Replacement parts

After spending $20 for a new battery terminal for my 1999 Camry (the battery was $70) I was wondering, has anyone ever tried to build a new car from dealer parts? What would it cost? Would a Ferrari cost the same as a Pinto? Would this be a solution to the national debt?

No, the Pinto would be the cost of a Ferrari.

“No, the Pinto would be the cost of a Ferrari.”

And the Ferrari would be the cost of the Taj Mahal.

Many years ago, you could purchase a car for less in kit form that you assembled yourself. You saved at least 1/3 off the assembled price. The car was a King Midget. I think it came with an 8 horsepower 1 cylinder Wisconsin air cooled engine. If you paid a little extra, you could have electric starting instead of the recoil starter.

However, if you purchase the parts separately instead of in kit form the price is much higher than the assembled version. The shipping, handling of individual components is much more expensive than if a manufacturer buys in quantity and then puts out the kits. Back in the 1950s and 1960s, one could purchase kits for high fidelity equipment, electronic test equipment and even television sets. The price for such a kit was usually about half that of the assembled version. However, to build a piece of electronic equpment from a set of plans if a person had to buy each component separately was usually more expensive than buying an assembled version.

One more thing: as poorly assembled as some cars were in the 1950s and 1960s, they might as well have been called “do it yourself kits”.

When thieves steal a vehicle it usually ends up in a “chop” shop. The reason…parts sell for more than the whole vehicle in most cases.

And this is why vehicles are totaled with so little relative damage.

I think if you tried to build a Toyota Corolla or some similar car by purchasing each part (new) from a dealership’s car parts dept, you’d probably pay $70,000 at least – for a car you could buy completely assembled and tested for $18,000 new. There’s a major mark up on parts. The $70K is just a guess, but I’d be surprised if it was lower than that, and wouldn’t be surprised at all if it was closer to $100K.

There is a HUGE markup on service parts. It’s a very lucrative business.

Besides, buying all the individual parts and trying to assemble the car yourself would be a tremendous undertaking. Think about just assembling the engine or transmission and all the tolerances involved. There’s no instruction manual so what happens if you get it 75% together and have to pull out some major components.

Nope, just head on down to the dealership, it’s the cheapest and safest bet.

Rich

I once needed a rubber diaphragm for a carburetor on a 79 Dodge Colt. It was just a piece of rubber a little smaller than the diaphragm used in the accelerator pump. When the parts man at the dealership told me it was $85.00, I asked him how they could sell a car for $5,000.00 that was made form $50,000.00 worth of parts. He was not amused and I made my own diaphragm.

When thieves steal a vehicle it usually ends up in a “chop” shop. The reason…parts sell for more than the whole vehicle in most cases.

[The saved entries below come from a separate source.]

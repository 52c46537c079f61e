// Copyright (c) 2025 Varshith Gudur. Licensed under AGPLv3.
use std::path::{Path, PathBuf};
use std::time::Instant;

use hidra_controller::journal::JournalEntry;
use hidra_controller::proof::StateProof;
use hidra_controller::snapshot::encode::encode_state;
use hidra_controller::state::command::{Command, Outcome};
use hidra_controller::state::controller::ControllerState;
use hidra_controller::types::Address;
use hidra_controller::verify::{snapshot_hash, state_hash, JournalHasher};

use crate::config::NodeConfig;
use crate::errors::EngineError;
use crate::journal::JournalWriter;

/// Single-writer service core: the controller state plus its durable journal.
///
/// Commands are validated against the state, journaled, and only then applied, so the
/// in-memory state never holds a command the journal does not.
pub struct Engine {
    state: ControllerState,
    journal: Option<JournalWriter>,
    journal_hasher: JournalHasher,
    snapshot_path: Option<PathBuf>,
    current_snapshot_hash: Option<[u8; 32]>,
}

impl Engine {
    /// Empty, journal-less engine.
    pub fn new(cfg: &NodeConfig) -> Self {
        Self {
            state: ControllerState::with_config(cfg.controller.clone()),
            journal: None,
            journal_hasher: JournalHasher::new(),
            snapshot_path: cfg.snapshot_path.clone(),
            current_snapshot_hash: None,
        }
    }

    /// Engine over a recovered state. `journal_hasher` must already cover every entry
    /// that produced `state`.
    pub fn from_parts(
        state: ControllerState,
        journal: Option<JournalWriter>,
        journal_hasher: JournalHasher,
        snapshot_path: Option<PathBuf>,
    ) -> Self {
        Self {
            state,
            journal,
            journal_hasher,
            snapshot_path,
            current_snapshot_hash: None,
        }
    }

    pub fn state(&self) -> &ControllerState {
        &self.state
    }

    pub fn journal_path(&self) -> Option<&Path> {
        self.journal.as_ref().map(|j| j.path())
    }

    /// Runs one command for `caller`.
    pub fn submit(&mut self, caller: Address, command: Command) -> Result<Outcome, EngineError> {
        let start = Instant::now();
        let name = command.name();

        if let Err(e) = self.state.check(caller, &command) {
            tracing::warn!("{} from {} rejected: {}", name, caller, e);
            metrics::increment_counter!("hidra_commands_rejected_total", "command" => name);
            return Err(e.into());
        }

        let entry = JournalEntry {
            sequence: self.state.version() + 1,
            caller,
            command,
        };
        if let Some(journal) = self.journal.as_mut() {
            journal.append(&entry)?;
        }

        // Checked above against the same state; a failure here means the journal now
        // holds an entry memory does not.
        let outcome = self.state.apply(caller, &entry.command).map_err(|e| {
            tracing::error!("journaled {} #{} failed to apply: {}", name, entry.sequence, e);
            EngineError::Internal
        })?;
        self.journal_hasher.update(&entry)?;

        metrics::increment_counter!("hidra_commands_applied_total", "command" => name);
        metrics::histogram!("hidra_command_duration_seconds", start.elapsed().as_secs_f64());
        self.log_outcome(caller, &entry.command, &outcome);

        Ok(outcome)
    }

    fn log_outcome(&self, caller: Address, command: &Command, outcome: &Outcome) {
        let event = command.event_id().map(|id| id.to_string()).unwrap_or_default();
        match outcome {
            Outcome::NodeRegistered { created } => {
                tracing::info!("node {} registered (new: {})", caller, created);
            }
            Outcome::ApplicationRegistered(id) => {
                tracing::info!("application #{} registered by {}", id, caller);
            }
            Outcome::EventSent(id) => tracing::info!("event #{} sent by {}", id, caller),
            Outcome::ReplyRecorded { credited } => {
                tracing::debug!(
                    "reply from {} on event #{} ({} scores credited)",
                    caller,
                    event,
                    credited
                );
            }
            Outcome::VoteRecorded { elected } => {
                if let Some(solver) = elected {
                    tracing::info!("solver {} elected for event #{}", solver, event);
                }
            }
            Outcome::EventSolved { solver } => {
                metrics::increment_counter!("hidra_events_solved_total");
                tracing::info!("event #{} solved by {} (solver {})", event, caller, solver);
            }
        }
    }

    /// Writes a snapshot to `path_override` or the configured path.
    ///
    /// Written to a sibling temp file first, then renamed into place.
    pub fn save_snapshot(&mut self, path_override: Option<&Path>) -> Result<PathBuf, EngineError> {
        let path = path_override
            .or(self.snapshot_path.as_deref())
            .ok_or_else(|| EngineError::InvalidInput("No snapshot path configured".to_string()))?
            .to_path_buf();

        let bytes = encode_state(&self.state)?;
        let tmp = path.with_extension("tmp");
        {
            use std::io::Write;
            let mut file = std::fs::File::create(&tmp)?;
            file.write_all(&bytes)?;
            file.sync_all()?;
        }
        std::fs::rename(&tmp, &path)?;

        self.current_snapshot_hash = Some(snapshot_hash(&bytes));
        metrics::gauge!("hidra_snapshot_size_bytes", bytes.len() as f64);
        tracing::info!("snapshot v{} ({} bytes) saved to {:?}", self.state.version(), bytes.len(), path);

        Ok(path)
    }

    pub fn current_snapshot_hash(&self) -> Option<[u8; 32]> {
        self.current_snapshot_hash
    }

    pub fn proof(&self) -> Result<StateProof, EngineError> {
        let state_hash = state_hash(&self.state)?;
        metrics::increment_counter!("hidra_proofs_generated_total");
        Ok(StateProof {
            protocol_version: hidra_controller::config::PROTOCOL_VERSION,
            version: self.state.version(),
            journal_hash: self.journal_hasher.finalize(),
            state_hash,
        })
    }
}

#[cfg(test)]
mod tests {
    use super::*;
    use hidra_controller::error::ControllerError;
    use hidra_controller::types::ApplicationId;
    use hidra_controller::verify::journal_hash;

    #[test]
    fn rejected_commands_leave_no_trace() {
        let mut engine = Engine::new(&NodeConfig::default());
        let caller = Address::from_low_u64(1);
        let before = engine.proof().unwrap();

        let err = engine
            .submit(caller, Command::SendEvent { payload: "EVENT".into(), application_id: ApplicationId(4) })
            .unwrap_err();
        assert!(matches!(err, EngineError::Controller(ControllerError::NotFound(_))));
        assert_eq!(engine.proof().unwrap(), before);
    }

    #[test]
    fn proof_tracks_submitted_commands() {
        let mut engine = Engine::new(&NodeConfig::default());
        let mut entries = Vec::new();
        for i in 1..=3 {
            let caller = Address::from_low_u64(i);
            let command = Command::RegisterNode { spec: "SPECS".into() };
            engine.submit(caller, command.clone()).unwrap();
            entries.push(JournalEntry { sequence: i, caller, command });
        }

        let proof = engine.proof().unwrap();
        assert_eq!(proof.version, 3);
        assert_eq!(proof.journal_hash, journal_hash(&entries).unwrap());
        assert!(proof.verify(NodeConfig::default().controller, &entries).unwrap());
    }

    #[test]
    fn snapshot_requires_a_path() {
        let mut engine = Engine::new(&NodeConfig::default());
        assert!(matches!(engine.save_snapshot(None), Err(EngineError::InvalidInput(_))));
    }
}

The MAIN reason they chop it up is because of traceability. Lot harder to trace parts then the whole car. And how do you register a stolen car???

But I do agree parts are LOT more expensive then the whole car. If you wanted to build a car from new parts…it would cost at least 100 times more then the car…maybe even 1000 times more.

Years ago Motor Trend had an article on the subject. They calculated that a $10,000 car would cost $25,000 in parts if bought at retail prices. That was starting with the bare chassis, which you can’t buy as a part. It also does not include labor. A finished $10,000 car from boought parts would probably cost $40-50,000 assembled in a garage.
Ask anyone who has restored a classic.

Typically any mechanical equipment manufacturer has 12% of total sales in parts, but this 12% represents 50%!! of the profit.

What makes your car so “cheap” is partly the very effcient assembly process and the short and efficient trip the parts make from manufacturer to assembler. In other words, parts distributors are not “printing money” at your expense. Parts distribution and warehousing is expensive.

There are companies that reproduce old cars using all new parts from aftermarket suppliers. Typically the finished prices start at about $100,000 and up. Dealers’ parts are typically from 150% to 200% more than aftermarket suppliers. Sometimes more.

Doc’s numbers sound about right to me.

In addition to the cost points made by Doc, realize that a large part of manufacturing cost is in “setup”. Machines may take hours or even days to set up, processes involving multiple processes even more, the average stamped metal part is stamped multiple times with progressive dies to achieve final shape, the average milled part has numerous “cuts” taken over each path. The setup costs get amortized over the parts. To set up for small volumes is extremely expensive per part. To set up for tens of thousands of parts reduces the cost per part to a tiny fraction of that.

These are the economics of production.